The Case Against UBI
Written in April, 2020.
UBI stands for “Universal Basic Income”. In its simplest form, UBI is a direct payment to every citizen every month. It would (at least in theory) replace other government programs that alleviate poverty, such as means-tested welfare. It is growing in popularity as a political proposal.
In this essay, I will make the case against UBI.
The basic argument for UBI is that we already agree on the existence of a social safety net, and UBI would be simpler and fairer than existing welfare schemes. As it is typically conceived, UBI would simply be a regular direct payment from the government to all members of a society, without the complex bureaucracy that administers means-tested welfare schemes. Because it would be universal rather than means-tested, it would also eliminate or reduce certain perverse incentives of existing welfare schemes.
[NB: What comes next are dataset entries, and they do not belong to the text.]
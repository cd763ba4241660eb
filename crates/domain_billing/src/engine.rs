//! Per-record billing formulas
//!
//! Both models split a test's MRP into a sharing amount and a payable rate.
//!
//! # Invariants
//!
//! - `sharing_amount + payable_rate == mrp` for every computed line
//! - All three amounts are at paise precision
//! - A negative flat-rate sharing amount is kept and flagged, never clamped

use rayon::prelude::*;
use serde::Serialize;

use core_kernel::{Money, Percentage};
use crate::error::BillingError;
use crate::record::{BillingType, PatientTestRecord};
use crate::sharing::SharingConfigResolver;

/// Non-fatal annotation on a computed line
#[derive(Debug, Clone, PartialEq, Eq, Serialize)]
pub enum LineWarning {
    /// Centre test rate exceeds MRP, so the sharing amount is negative
    NegativeSharing {
        mrp: Money,
        centre_test_rate: Money,
    },
}

/// A record with its sharing amount and payable rate
#[derive(Debug, Clone, PartialEq, Eq, Serialize)]
pub struct ComputedLine {
    record: PatientTestRecord,
    billing_type: BillingType,
    mrp: Money,
    sharing_amount: Money,
    payable_rate: Money,
    applied_percentage: Option<Percentage>,
    warnings: Vec<LineWarning>,
}

impl ComputedLine {
    pub fn record(&self) -> &PatientTestRecord {
        &self.record
    }

    /// Billing model the line was computed under
    pub fn billing_type(&self) -> BillingType {
        self.billing_type
    }

    /// MRP at paise precision
    pub fn mrp(&self) -> Money {
        self.mrp
    }

    pub fn sharing_amount(&self) -> Money {
        self.sharing_amount
    }

    pub fn payable_rate(&self) -> Money {
        self.payable_rate
    }

    /// Percentage applied, for percentage-share lines
    pub fn applied_percentage(&self) -> Option<Percentage> {
        self.applied_percentage
    }

    pub fn warnings(&self) -> &[LineWarning] {
        &self.warnings
    }

    pub fn has_negative_sharing(&self) -> bool {
        self.warnings
            .iter()
            .any(|w| matches!(w, LineWarning::NegativeSharing { .. }))
    }
}

/// Applies the billing formulas
pub struct BillingEngine;

impl BillingEngine {
    /// Flat-rate split: the center is paid its contracted rate
    ///
    /// `sharing = MRP - rate`, `payable = rate`. A rate above MRP yields a
    /// negative sharing amount and a `NegativeSharing` warning.
    pub fn flat_rate(record: &PatientTestRecord) -> ComputedLine {
        let mrp = record.mrp.round_to_paise();
        let payable_rate = record.centre_test_rate.round_to_paise();
        let sharing_amount = mrp - payable_rate;

        let mut warnings = Vec::new();
        if sharing_amount.is_negative() {
            tracing::warn!(
                visit = %record.visit_code,
                center = %record.center_name,
                mrp = %mrp,
                rate = %payable_rate,
                "Centre test rate exceeds MRP; sharing amount is negative"
            );
            warnings.push(LineWarning::NegativeSharing {
                mrp,
                centre_test_rate: payable_rate,
            });
        }

        ComputedLine {
            record: record.clone(),
            billing_type: BillingType::FlatRate,
            mrp,
            sharing_amount,
            payable_rate,
            applied_percentage: None,
            warnings,
        }
    }

    /// Percentage-share split at a resolved percentage
    ///
    /// # Errors
    ///
    /// Returns `Calculation` if the MRP is too large to split.
    pub fn percentage_share(
        record: &PatientTestRecord,
        percentage: Percentage,
    ) -> Result<ComputedLine, BillingError> {
        let mrp = record.mrp.round_to_paise();
        let (sharing_amount, payable_rate) = Self::split_by_percentage(mrp, percentage)?;

        Ok(ComputedLine {
            record: record.clone(),
            billing_type: BillingType::PercentageShare,
            mrp,
            sharing_amount,
            payable_rate,
            applied_percentage: Some(percentage),
            warnings: Vec::new(),
        })
    }

    /// Splits a paise-precision MRP into (sharing, payable)
    ///
    /// Both halves are rounded half-to-even from their unrounded values.
    /// When both land exactly on a midpoint the two roundings can drift one
    /// paisa from MRP; the payable side then absorbs the difference.
    pub fn split_by_percentage(
        mrp: Money,
        percentage: Percentage,
    ) -> Result<(Money, Money), BillingError> {
        let raw_sharing = percentage.of(mrp)?;
        let sharing_amount = raw_sharing.round_to_paise();
        let mut payable_rate = mrp.checked_sub(&raw_sharing)?.round_to_paise();

        if sharing_amount.checked_add(&payable_rate)? != mrp {
            payable_rate = mrp.checked_sub(&sharing_amount)?.round_to_paise();
        }

        Ok((sharing_amount, payable_rate))
    }

    /// Computes one line, drawing the percentage from a resolver if needed
    ///
    /// # Errors
    ///
    /// - `ConfigNotReady` for a percentage-share record without a `Ready`
    ///   resolver
    /// - `CenterMismatch` if the resolver was configured for another center
    pub fn compute_line(
        record: &PatientTestRecord,
        resolver: Option<&SharingConfigResolver>,
    ) -> Result<ComputedLine, BillingError> {
        match record.billing_type() {
            BillingType::FlatRate => Ok(Self::flat_rate(record)),
            BillingType::PercentageShare => {
                let resolver = resolver.ok_or_else(|| {
                    BillingError::ConfigNotReady(format!(
                        "no sharing configuration for percentage-share center {}",
                        record.center_name
                    ))
                })?;
                let config = resolver.config().ok_or_else(|| {
                    BillingError::ConfigNotReady(format!(
                        "sharing configuration is {}, expected Ready",
                        resolver.state()
                    ))
                })?;
                if config.center_name() != record.center_name.trim() {
                    return Err(BillingError::CenterMismatch {
                        configured: config.center_name().to_string(),
                        requested: record.center_name.clone(),
                    });
                }
                Self::percentage_share(record, config.effective_percentage(&record.test_type))
            }
        }
    }

    /// Computes lines for many records in parallel, preserving input order
    ///
    /// Stops at the first failing record.
    pub fn compute_lines(
        records: &[&PatientTestRecord],
        resolver: Option<&SharingConfigResolver>,
    ) -> Result<Vec<ComputedLine>, BillingError> {
        records
            .par_iter()
            .map(|record| Self::compute_line(record, resolver))
            .collect()
    }
}
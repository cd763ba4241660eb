//! Test Utilities Crate
//!
//! Provides shared test infrastructure, fixtures, and helpers for the
//! center billing test suite.
//!
//! # Modules
//!
//! - `fixtures`: Pre-built test data for records, amounts and periods
//! - `builders`: Builder patterns for test data construction
//! - `assertions`: Custom assertion helpers for billing types
//! - `generators`: Property-based test data generators

pub mod fixtures;
pub mod builders;
pub mod assertions;
pub mod generators;

pub use fixtures::*;
pub use builders::*;
pub use assertions::*;
pub use generators::*;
Let’s consider some of the problems with means-tested welfare schemes. They require means-testing on an individual basis, so they need a large bureaucracy to administer and enforce. They can be abused in various ways, such as by working on the black market, using false identities to claim extra benefits, or lying about family relationships. They create a perverse incentive not to work. If a welfare recipient gets a job, she loses her welfare benefits. As a consequence, the net benefit from getting a job might be very small, especially considering the extra costs of employment, such as transportation, daycare, etc. Means-tested welfare schemes also create perverse sexual incentives. They disincentivize marriage and pair-bonding (because a husband’s income might disqualify a woman from receiving benefits). They create a financial incentive to have more children, because welfare typically increases with each child. The overall effect is a welfare-dependent culture of single mothers, short term sexual relationships, and black-market employment (such as dealing illegal drugs). Means-tested welfare has many negative consequences.
UBI would partly remedy some of those problems. However, it can be very misleading to compare an existing scheme to a hypothetical scheme. It is very easy to be fooled by such a comparison (or use it to fool others). It is much easier to imagine something than to make it real. People are often seduced by utopian dreams that turn into dystopian nightmares (e.g. communism).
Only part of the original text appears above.